■ Exercise
Go through the data line by line. Copy each one holding the string "into".

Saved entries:
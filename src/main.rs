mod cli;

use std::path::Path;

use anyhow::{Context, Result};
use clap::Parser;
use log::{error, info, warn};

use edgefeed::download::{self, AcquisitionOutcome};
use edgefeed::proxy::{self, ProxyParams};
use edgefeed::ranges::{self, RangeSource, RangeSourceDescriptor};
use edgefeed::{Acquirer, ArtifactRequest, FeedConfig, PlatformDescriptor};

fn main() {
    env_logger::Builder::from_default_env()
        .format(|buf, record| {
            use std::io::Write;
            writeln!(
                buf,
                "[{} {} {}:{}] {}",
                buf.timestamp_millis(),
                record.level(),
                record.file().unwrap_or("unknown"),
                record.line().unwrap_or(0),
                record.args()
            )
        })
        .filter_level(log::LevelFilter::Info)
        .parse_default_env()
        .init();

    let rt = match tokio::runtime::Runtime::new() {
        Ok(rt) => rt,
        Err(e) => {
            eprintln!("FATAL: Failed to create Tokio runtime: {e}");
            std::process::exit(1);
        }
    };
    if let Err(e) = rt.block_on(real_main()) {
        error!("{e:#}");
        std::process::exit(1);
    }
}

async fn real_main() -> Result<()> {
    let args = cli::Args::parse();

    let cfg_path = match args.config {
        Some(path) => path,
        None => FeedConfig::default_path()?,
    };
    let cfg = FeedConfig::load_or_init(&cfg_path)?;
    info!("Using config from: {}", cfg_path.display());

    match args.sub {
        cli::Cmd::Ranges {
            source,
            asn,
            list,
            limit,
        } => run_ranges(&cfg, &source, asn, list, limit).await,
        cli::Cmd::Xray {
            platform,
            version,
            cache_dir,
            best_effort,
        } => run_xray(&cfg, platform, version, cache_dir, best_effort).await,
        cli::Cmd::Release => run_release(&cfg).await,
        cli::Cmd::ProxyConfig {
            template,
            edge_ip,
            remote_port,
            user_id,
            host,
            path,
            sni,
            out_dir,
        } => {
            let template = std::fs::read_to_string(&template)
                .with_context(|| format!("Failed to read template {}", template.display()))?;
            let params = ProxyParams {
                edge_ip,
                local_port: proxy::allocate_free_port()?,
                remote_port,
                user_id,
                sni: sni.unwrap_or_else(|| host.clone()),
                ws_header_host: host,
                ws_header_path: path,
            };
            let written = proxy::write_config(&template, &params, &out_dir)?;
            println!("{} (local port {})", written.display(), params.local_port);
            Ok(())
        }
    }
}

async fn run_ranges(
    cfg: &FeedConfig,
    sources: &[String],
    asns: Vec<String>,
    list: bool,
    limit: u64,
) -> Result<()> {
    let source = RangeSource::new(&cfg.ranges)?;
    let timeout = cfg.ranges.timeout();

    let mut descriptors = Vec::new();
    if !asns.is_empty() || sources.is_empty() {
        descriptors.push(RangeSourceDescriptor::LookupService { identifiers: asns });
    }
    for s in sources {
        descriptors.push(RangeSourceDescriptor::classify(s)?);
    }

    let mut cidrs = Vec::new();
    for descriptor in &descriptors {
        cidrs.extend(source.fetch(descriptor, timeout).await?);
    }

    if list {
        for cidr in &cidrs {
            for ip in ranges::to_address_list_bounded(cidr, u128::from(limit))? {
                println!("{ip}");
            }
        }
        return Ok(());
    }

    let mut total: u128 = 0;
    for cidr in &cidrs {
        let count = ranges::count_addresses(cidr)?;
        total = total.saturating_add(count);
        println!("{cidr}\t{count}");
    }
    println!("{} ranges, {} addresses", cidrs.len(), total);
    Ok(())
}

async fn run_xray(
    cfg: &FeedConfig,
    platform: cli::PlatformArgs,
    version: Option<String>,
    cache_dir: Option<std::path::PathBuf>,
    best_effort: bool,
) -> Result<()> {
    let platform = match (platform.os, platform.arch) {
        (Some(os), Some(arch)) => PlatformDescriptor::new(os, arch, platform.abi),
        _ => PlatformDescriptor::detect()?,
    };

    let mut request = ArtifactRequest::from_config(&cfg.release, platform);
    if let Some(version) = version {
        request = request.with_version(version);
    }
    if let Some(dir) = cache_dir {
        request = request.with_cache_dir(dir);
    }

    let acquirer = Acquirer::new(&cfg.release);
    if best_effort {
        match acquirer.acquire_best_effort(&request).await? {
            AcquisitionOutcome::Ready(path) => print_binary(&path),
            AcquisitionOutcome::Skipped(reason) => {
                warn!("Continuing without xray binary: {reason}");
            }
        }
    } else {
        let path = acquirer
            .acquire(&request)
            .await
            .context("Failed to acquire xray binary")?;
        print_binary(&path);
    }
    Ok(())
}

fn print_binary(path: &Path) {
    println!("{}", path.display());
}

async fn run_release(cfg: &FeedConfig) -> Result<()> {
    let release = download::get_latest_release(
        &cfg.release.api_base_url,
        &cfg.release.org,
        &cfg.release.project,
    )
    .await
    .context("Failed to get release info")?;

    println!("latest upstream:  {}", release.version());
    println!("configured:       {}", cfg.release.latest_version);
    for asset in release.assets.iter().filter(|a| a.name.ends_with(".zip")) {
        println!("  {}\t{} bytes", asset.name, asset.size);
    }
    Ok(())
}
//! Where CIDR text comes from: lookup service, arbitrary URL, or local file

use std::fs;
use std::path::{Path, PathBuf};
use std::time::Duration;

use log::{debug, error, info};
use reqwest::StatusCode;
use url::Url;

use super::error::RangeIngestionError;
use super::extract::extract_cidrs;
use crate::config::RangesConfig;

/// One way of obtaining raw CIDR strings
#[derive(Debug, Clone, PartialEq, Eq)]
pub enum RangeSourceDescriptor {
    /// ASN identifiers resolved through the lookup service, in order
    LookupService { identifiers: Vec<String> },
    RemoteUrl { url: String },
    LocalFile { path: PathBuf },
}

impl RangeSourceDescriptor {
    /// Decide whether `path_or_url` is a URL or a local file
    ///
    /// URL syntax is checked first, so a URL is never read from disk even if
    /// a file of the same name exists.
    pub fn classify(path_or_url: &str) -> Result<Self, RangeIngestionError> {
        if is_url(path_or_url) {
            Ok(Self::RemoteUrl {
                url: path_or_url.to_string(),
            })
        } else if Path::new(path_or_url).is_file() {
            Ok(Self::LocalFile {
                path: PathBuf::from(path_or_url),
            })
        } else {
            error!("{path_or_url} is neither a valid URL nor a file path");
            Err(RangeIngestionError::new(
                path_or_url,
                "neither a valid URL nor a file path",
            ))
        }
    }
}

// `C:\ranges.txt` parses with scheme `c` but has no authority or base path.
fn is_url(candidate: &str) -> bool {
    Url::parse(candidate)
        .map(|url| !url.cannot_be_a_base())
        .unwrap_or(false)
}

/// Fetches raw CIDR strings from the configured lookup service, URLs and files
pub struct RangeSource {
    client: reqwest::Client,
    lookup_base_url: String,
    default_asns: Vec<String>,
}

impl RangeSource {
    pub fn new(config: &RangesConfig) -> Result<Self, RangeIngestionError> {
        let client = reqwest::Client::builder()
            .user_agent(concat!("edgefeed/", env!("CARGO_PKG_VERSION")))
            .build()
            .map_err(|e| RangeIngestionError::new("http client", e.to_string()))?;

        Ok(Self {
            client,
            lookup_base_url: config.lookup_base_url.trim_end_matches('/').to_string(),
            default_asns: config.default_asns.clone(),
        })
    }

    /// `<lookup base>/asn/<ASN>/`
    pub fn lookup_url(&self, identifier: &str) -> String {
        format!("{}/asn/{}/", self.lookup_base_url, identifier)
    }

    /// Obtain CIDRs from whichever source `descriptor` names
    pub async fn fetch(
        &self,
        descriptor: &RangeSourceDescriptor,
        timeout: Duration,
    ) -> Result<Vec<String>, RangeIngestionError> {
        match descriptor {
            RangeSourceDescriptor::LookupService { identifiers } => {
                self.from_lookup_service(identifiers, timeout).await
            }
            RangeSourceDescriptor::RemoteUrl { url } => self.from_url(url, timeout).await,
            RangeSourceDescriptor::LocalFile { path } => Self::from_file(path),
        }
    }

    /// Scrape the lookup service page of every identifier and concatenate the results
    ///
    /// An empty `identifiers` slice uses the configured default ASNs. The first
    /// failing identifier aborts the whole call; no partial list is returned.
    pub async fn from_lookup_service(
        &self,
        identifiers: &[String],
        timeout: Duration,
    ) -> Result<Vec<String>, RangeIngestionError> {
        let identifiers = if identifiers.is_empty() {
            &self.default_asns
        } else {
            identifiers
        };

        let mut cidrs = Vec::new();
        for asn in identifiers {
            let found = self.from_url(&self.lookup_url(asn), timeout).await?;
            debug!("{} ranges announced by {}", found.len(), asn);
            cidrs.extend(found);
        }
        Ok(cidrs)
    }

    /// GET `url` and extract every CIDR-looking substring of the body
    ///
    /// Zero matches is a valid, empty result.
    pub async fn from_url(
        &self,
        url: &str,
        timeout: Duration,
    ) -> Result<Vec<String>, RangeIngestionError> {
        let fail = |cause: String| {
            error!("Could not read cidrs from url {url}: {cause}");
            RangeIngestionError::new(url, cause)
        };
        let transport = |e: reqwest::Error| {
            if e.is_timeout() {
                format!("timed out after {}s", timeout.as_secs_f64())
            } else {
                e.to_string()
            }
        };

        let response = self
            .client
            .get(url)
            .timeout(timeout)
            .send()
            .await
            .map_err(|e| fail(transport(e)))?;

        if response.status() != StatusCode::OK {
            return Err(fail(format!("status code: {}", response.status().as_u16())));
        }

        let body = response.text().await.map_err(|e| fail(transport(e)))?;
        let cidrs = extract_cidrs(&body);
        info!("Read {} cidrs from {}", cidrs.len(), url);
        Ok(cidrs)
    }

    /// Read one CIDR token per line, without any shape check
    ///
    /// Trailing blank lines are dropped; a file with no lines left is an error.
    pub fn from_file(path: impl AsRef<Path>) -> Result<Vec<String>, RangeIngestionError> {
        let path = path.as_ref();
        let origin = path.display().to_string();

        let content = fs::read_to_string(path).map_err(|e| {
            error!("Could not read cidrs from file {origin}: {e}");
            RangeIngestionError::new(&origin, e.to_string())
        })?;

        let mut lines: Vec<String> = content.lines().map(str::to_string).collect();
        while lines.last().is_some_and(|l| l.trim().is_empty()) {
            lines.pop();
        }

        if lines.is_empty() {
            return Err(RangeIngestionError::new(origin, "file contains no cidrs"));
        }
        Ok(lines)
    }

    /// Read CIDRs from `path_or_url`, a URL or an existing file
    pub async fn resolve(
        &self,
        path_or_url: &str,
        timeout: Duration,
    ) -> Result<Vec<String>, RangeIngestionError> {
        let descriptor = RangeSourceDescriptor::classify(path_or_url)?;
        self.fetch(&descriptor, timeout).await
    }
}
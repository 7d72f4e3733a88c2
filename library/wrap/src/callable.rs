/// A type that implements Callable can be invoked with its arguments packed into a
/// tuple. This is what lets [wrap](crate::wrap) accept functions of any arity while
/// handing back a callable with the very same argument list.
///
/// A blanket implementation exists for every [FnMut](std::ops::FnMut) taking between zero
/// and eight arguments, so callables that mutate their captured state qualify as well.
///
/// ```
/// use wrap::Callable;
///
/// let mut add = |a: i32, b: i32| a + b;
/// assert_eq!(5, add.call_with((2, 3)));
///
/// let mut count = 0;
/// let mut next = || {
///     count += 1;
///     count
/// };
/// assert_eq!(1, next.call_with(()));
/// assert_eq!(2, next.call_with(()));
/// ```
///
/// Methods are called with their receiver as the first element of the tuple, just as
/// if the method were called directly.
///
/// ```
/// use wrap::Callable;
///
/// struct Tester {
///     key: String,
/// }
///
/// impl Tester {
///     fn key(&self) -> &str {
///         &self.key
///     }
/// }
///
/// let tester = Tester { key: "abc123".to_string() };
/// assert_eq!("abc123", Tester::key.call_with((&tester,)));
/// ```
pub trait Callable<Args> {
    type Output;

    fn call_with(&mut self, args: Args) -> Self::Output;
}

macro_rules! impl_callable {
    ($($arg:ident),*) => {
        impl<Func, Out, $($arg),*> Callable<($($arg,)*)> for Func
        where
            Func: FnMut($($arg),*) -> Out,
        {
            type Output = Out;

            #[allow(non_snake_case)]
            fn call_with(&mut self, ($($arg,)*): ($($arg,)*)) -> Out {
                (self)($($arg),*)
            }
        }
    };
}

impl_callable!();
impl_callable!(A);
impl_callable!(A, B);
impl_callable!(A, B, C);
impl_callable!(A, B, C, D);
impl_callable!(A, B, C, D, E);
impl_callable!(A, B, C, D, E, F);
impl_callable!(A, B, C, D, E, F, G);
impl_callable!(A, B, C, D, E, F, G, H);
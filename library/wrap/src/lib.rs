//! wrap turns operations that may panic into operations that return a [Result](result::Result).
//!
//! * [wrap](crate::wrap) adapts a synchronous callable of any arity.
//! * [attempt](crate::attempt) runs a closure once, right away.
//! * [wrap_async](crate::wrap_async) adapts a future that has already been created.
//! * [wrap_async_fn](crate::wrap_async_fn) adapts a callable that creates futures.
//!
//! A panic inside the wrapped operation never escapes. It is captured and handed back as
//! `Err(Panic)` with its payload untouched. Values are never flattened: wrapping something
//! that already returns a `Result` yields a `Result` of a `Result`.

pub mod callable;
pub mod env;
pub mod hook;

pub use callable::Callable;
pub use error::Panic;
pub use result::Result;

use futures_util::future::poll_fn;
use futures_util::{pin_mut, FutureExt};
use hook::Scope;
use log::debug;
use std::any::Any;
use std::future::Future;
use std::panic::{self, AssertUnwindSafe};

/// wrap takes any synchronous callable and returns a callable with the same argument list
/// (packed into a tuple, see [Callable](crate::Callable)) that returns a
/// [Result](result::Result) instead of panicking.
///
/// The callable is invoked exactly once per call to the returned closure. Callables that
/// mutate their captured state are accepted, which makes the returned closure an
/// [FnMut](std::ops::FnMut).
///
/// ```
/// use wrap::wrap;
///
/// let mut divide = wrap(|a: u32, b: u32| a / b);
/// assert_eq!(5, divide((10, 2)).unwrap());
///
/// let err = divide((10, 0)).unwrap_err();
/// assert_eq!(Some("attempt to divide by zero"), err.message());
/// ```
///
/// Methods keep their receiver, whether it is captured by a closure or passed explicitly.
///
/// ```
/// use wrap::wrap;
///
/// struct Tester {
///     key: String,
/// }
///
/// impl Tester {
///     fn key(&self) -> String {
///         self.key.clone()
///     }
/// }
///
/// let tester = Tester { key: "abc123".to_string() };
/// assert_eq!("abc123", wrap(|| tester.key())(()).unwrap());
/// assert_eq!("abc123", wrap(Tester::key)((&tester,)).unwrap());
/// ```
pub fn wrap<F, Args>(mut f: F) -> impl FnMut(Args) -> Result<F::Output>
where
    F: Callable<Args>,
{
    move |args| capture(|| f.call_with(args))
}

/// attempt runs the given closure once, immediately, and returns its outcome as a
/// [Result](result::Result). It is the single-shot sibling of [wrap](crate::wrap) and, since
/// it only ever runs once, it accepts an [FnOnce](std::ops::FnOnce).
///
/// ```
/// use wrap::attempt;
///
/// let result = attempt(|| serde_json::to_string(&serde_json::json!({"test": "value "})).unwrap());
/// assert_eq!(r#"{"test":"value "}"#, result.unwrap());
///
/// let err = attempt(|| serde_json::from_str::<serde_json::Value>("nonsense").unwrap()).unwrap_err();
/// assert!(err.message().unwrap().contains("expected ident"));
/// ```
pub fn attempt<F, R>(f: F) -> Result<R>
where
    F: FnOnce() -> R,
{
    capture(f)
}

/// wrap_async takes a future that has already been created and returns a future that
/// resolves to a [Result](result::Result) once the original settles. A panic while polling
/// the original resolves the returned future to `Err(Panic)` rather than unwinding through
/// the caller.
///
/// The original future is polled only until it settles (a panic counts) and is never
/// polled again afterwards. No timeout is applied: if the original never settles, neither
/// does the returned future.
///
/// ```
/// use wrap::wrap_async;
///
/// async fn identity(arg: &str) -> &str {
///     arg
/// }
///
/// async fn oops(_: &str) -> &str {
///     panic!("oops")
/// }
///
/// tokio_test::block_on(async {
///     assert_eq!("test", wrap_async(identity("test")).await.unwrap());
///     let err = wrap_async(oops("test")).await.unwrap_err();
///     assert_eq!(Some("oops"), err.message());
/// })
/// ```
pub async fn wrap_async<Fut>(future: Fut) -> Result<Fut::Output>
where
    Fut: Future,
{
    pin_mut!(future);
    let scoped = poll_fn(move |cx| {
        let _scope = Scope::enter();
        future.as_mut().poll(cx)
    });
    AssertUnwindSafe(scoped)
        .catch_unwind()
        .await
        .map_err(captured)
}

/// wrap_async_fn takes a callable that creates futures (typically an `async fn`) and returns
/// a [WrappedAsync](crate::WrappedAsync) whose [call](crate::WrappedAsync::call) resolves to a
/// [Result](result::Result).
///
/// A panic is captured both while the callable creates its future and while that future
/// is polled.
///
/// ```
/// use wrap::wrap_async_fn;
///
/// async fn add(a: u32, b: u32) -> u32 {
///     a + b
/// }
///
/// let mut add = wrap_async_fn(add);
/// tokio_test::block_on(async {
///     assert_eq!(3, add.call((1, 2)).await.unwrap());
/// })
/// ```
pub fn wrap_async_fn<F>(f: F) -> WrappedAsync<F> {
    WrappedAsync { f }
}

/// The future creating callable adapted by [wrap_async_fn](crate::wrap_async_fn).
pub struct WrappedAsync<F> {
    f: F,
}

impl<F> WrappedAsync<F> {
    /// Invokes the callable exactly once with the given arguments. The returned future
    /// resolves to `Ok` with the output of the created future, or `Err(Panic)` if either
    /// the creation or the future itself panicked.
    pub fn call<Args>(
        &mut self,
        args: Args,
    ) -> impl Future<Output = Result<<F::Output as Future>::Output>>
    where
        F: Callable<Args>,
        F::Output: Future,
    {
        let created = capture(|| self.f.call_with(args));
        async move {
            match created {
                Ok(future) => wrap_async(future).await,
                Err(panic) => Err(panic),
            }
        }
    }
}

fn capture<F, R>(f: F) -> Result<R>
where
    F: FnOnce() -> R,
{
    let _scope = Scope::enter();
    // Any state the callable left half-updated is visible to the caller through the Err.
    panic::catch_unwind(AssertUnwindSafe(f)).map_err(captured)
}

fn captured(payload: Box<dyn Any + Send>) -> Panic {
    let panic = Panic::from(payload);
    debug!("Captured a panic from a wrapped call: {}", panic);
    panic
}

■ Result of this task
/// A type that implements Callable can be invoked with its arguments packed into a
//! wrap turns operations that may panic into operations that return a [Result](result::Result).
/// (packed into a tuple, see [Callable](crate::Callable)) that returns a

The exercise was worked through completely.